Look at Zeus, for instance.

bleh said...

Get a room, you two.

Ann Althouse said...

But isn't it strange that such a famously, specifically beautiful bird has brown eyes.

We should contemplate the poignant, subtle beauty of the underappreciated color brown.

bleh said...

All animals, including humans, would be more beautiful with blue eyes. Except Asians. That would be weird looking.

That peacock would be gorgeous with sky blue eyes. Or green. Or even black. Anything but brown. Just my two cents.

Laslo Spatula said...

When we die everything doesn't go black, it goes brown.

Choose whether to read this metaphysically or scatalogically, the results are the same.

I am Laslo.

Michael K said...

Peacocks run wild in southern California. They can be pests.

traditionalguy said...

Peacocks are walking art work. It is strange that such an artist forgot to do the eyes to match. But perhaps the dull rown eyes were on purpose so the peacock would not be proud as a peacock.

AustinRoth said...

Brunch at Green Pastures I am guessing (maybe dinner).

What a wonderful place, one of my favorites.

Skeptical Voter said...

Just like spotted owls, peacocks are good baked, boiled, stewed or fried. Around the house--not o much.

richard mcenroe said...

We've got a magnificent flock of wild turkeys that live in the brushy ground behind Walmart and walk around like they own the place...

sykes.1 said...

Until about 20 or 30 years ago, a flock of feral peacocks roamed a neighborhood in west Columbus, Ohio, and terrorized the neighbors and their pets. The Columbus Zoo finally rounded them up. They had been left behind by someone and had adapted to urban life in Central Ohio.

Ann Althouse said...

"But isn't it strange that such a famously, specifically beautiful bird has brown eyes."

I can't believe I wrote that! I was trying to write

But isn't it strange that such a famously, specifically blue-and-green bird has brown eyes.

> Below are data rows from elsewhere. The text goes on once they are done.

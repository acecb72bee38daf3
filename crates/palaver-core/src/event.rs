//! Inbound event types and conversation ID validation.
//!
//! Events arrive from an external, already-authenticated source. The core
//! never signs or verifies them; it only appends them to conversation
//! histories and indexes them.

use once_cell::sync::Lazy;
use regex::Regex;
use serde::{Deserialize, Serialize};

/// Length of a full conversation ID in hex characters.
pub const FULL_ID_LEN: usize = 64;

/// Length of the accepted short-form conversation ID prefix.
pub const PREFIX_ID_LEN: usize = 12;

static FULL_ID_RE: Lazy<Regex> =
    Lazy::new(|| Regex::new(r"^[0-9a-f]{64}$").expect("valid full-id regex"));

static PREFIX_ID_RE: Lazy<Regex> =
    Lazy::new(|| Regex::new(r"^[0-9a-f]{12}$").expect("valid prefix-id regex"));

/// Returns true if `s` is a well-formed full conversation ID
/// (64 lowercase hex characters).
pub fn is_full_id(s: &str) -> bool {
    FULL_ID_RE.is_match(s)
}

/// Returns true if `s` is a well-formed short-form conversation ID
/// (12 lowercase hex characters).
///
/// Distinguishes "not a prefix at all" from "prefix not indexed":
/// lookup code must check this before consulting the prefix index.
pub fn is_prefix_id(s: &str) -> bool {
    PREFIX_ID_RE.is_match(s)
}

/// An immutable inbound event delivered by the external event source.
///
/// The `id` of the event that opens a conversation becomes the conversation ID
/// (content-derived, 64 lowercase hex characters). Events are already
/// authenticated by the time they reach the core.
#[derive(Debug, Clone, PartialEq, Eq, Serialize, Deserialize)]
pub struct InboundEvent {
    /// Content-derived event identifier (64 lowercase hex characters)
    pub id: String,
    /// Public key of the author (agent or user)
    pub pubkey: String,
    /// Message content
    pub content: String,
    /// Creation timestamp (epoch seconds)
    pub created_at: i64,
    /// Free-form tag lists carried by the wire format
    #[serde(default)]
    pub tags: Vec<Vec<String>>,
}

impl InboundEvent {
    /// Creates a new event with no tags.
    pub fn new(
        id: impl Into<String>,
        pubkey: impl Into<String>,
        content: impl Into<String>,
        created_at: i64,
    ) -> Self {
        Self {
            id: id.into(),
            pubkey: pubkey.into(),
            content: content.into(),
            created_at,
            tags: Vec::new(),
        }
    }
}
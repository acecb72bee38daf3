//! Search domain models.

use serde::{Deserialize, Serialize};

use crate::conversation::ConversationMetadata;

/// Structured full-text search input.
#[derive(Debug, Clone, Serialize, Deserialize, Default)]
pub struct SearchQuery {
    /// Free-text query, matched case-insensitively against message content
    pub query: String,
    /// Restrict to messages authored by this agent
    #[serde(skip_serializing_if = "Option::is_none")]
    pub agent_pubkey: Option<String>,
    /// Only messages created at or after this timestamp (epoch seconds)
    #[serde(skip_serializing_if = "Option::is_none")]
    pub date_from: Option<i64>,
    /// Only messages created at or before this timestamp (epoch seconds)
    #[serde(skip_serializing_if = "Option::is_none")]
    pub date_to: Option<i64>,
}

impl SearchQuery {
    /// Creates a free-text query with no filters.
    pub fn text(query: impl Into<String>) -> Self {
        Self {
            query: query.into(),
            ..Default::default()
        }
    }
}

/// A single search hit, carrying enough conversation metadata to render a
/// preview without a second disk read.
#[derive(Debug, Clone, Serialize, Deserialize)]
pub struct SearchResultItem {
    /// Metadata of the conversation the hit belongs to
    pub conversation: ConversationMetadata,
    /// History index of the matching message
    pub message_index: usize,
    /// Public key of the message author
    pub pubkey: String,
    /// Truncated matching content
    pub snippet: String,
    /// Creation timestamp of the matching message (epoch seconds)
    pub created_at: i64,
}

/// Result of a registry-level search, returned as a value rather than an
/// error so index corruption or absence degrades to "no results" while still
/// surfacing the reason.
#[derive(Debug, Clone, Serialize, Deserialize)]
pub struct SearchOutcome {
    /// Whether the search itself executed
    pub success: bool,
    /// Matching items (empty on failure)
    pub results: Vec<SearchResultItem>,
    /// Failure reason, when `success` is false
    #[serde(skip_serializing_if = "Option::is_none")]
    pub error: Option<String>,
}

impl SearchOutcome {
    /// Successful outcome with the given results.
    pub fn ok(results: Vec<SearchResultItem>) -> Self {
        Self {
            success: true,
            results,
            error: None,
        }
    }

    /// Failed outcome with an explanatory reason and no results.
    pub fn failed(error: impl Into<String>) -> Self {
        Self {
            success: false,
            results: Vec::new(),
            error: Some(error.into()),
        }
    }
}

#[cfg(test)]
mod tests {
    use super::*;

    #[test]
    fn test_failed_outcome_carries_reason() {
        let outcome = SearchOutcome::failed("no project initialized");
        assert!(!outcome.success);
        assert!(outcome.results.is_empty());
        assert_eq!(outcome.error.as_deref(), Some("no project initialized"));
    }

    #[test]
    fn test_ok_outcome_has_no_error() {
        let outcome = SearchOutcome::ok(Vec::new());
        assert!(outcome.success);
        assert!(outcome.error.is_none());
    }
}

The way it came out, it looks like I'm outright assuming everyone thinks blue/green eyes are more beautiful than brown eyes.

That's inappropriate!

Heartless Aztec said...

A peacock will ruin the paint Jo on the top of a car. They are also quite noisy when they want to be. However there is a good ancient Roman recipe for Peacock tongue. I'm guessing it tastes like chicken. The recipe doesn't say...

Heartless Aztec said...

Job not Jo

Meade said...

"That's inappropriate! "

Eh. Don't be too hard on yourself.

That's our job. The ugly-eyed people.

CStanley said...

Peacock's beautiful iridescent coloration is produced by structural coloration, not pigment. So it makes sense that the eye coloration would be fairly normal and drab.

CStanley said...

Heh, I just realized that eye color generally relies on structural coloration too- but the substrate of the iris stroma is much different than that of feather barbules.

William said...

"If eyes were made for seeing, than beauty is its own excuse for being." The peacock is a Darwinian mystery. It's hard to understand how such bright colors and elaborate feathers give them any kind of competitive advantage, yet there they are. Maybe other animals think they're pretentious and stuck up, but well connected and, thus, leave them alone.

mikee said...

I recall growing up in rural NC, where a neighboring farm about half a mile away kept peacocks just for fun.

The unholy screams at random times that peacocks make leave me oddly homesick even today when I hear them.

FissionChips said...

The late 80s Peacock wars in our neighborhood in Berkeley California were fun and contentious as only a neighborhood dispute in Berkeley can be. My wife and I like them but then we were four blocks away from Peacock Ground Zero.